◆ DATA RECORDS:
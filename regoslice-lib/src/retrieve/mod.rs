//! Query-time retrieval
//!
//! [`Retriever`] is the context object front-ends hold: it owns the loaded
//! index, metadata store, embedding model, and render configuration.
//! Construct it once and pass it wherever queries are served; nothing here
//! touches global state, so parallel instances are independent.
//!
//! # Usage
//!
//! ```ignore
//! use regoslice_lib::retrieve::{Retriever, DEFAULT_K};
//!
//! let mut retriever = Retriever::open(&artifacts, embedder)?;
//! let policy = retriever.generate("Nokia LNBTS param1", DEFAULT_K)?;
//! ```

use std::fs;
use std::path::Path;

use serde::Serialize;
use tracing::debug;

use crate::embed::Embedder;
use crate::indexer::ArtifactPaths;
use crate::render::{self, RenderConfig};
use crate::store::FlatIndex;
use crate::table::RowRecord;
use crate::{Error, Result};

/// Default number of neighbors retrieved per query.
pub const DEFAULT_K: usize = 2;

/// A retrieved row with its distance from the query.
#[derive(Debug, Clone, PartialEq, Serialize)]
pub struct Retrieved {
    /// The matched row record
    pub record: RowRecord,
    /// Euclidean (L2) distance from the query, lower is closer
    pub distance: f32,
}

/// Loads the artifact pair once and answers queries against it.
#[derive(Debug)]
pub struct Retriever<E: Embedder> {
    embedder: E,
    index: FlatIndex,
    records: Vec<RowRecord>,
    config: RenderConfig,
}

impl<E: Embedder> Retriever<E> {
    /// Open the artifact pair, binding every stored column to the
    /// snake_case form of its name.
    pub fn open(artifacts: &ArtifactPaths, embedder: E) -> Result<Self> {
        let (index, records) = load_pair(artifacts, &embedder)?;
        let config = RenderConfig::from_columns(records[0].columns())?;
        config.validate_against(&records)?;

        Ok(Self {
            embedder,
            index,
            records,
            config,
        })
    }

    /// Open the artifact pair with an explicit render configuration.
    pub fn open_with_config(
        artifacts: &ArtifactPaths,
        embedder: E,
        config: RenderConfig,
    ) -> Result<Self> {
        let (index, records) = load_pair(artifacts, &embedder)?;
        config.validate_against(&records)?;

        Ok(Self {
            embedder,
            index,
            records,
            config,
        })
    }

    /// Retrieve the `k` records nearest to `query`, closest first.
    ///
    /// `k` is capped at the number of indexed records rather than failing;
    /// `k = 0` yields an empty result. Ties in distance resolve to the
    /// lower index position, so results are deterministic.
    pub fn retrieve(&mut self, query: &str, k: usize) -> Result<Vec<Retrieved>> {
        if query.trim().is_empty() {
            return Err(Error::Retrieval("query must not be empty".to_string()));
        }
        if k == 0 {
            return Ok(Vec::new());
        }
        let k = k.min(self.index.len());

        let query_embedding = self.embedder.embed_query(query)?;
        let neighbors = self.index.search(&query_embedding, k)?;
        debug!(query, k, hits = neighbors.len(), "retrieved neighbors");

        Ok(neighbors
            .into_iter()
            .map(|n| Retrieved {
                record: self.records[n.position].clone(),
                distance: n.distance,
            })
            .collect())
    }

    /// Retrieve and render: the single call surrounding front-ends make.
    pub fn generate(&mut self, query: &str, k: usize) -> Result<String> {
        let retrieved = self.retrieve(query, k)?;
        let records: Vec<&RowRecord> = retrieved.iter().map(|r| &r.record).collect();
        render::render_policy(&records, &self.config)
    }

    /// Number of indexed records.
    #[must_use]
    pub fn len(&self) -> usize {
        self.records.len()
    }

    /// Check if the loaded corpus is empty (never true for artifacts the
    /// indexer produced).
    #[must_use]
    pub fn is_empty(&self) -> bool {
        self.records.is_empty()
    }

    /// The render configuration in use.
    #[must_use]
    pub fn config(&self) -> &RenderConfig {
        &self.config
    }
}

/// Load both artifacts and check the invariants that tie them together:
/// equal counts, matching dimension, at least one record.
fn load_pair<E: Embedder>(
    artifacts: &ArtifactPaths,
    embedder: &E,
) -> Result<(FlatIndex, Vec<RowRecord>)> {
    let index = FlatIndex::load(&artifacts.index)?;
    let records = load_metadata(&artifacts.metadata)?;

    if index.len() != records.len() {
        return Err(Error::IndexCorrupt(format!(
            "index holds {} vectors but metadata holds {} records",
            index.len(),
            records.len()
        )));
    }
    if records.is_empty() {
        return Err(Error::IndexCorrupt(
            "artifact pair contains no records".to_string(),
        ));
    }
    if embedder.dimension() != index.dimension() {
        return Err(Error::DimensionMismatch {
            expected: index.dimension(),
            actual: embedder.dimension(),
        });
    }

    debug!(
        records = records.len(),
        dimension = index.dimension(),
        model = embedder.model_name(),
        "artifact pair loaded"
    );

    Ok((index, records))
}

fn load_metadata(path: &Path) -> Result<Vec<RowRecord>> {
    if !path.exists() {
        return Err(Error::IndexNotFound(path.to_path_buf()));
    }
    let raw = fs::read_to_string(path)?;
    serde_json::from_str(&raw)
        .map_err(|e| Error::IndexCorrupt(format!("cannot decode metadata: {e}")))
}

◆ EXERCISE AIM: What you give back should be exactly the lines of the data above from the line with "pub fn retrieve(&mut" through the line with "let neighbors = self.index.search(&query_embedding, k)?;", both of those included, and nothing more.

◆ EXPECTED ANSWER:
    pub fn retrieve(&mut self, query: &str, k: usize) -> Result<Vec<Retrieved>> {
        if query.trim().is_empty() {
            return Err(Error::Retrieval("query must not be empty".to_string()));
        }
        if k == 0 {
            return Ok(Vec::new());
        }
        let k = k.min(self.index.len());

        let query_embedding = self.embedder.embed_query(query)?;
        let neighbors = self.index.search(&query_embedding, k)?;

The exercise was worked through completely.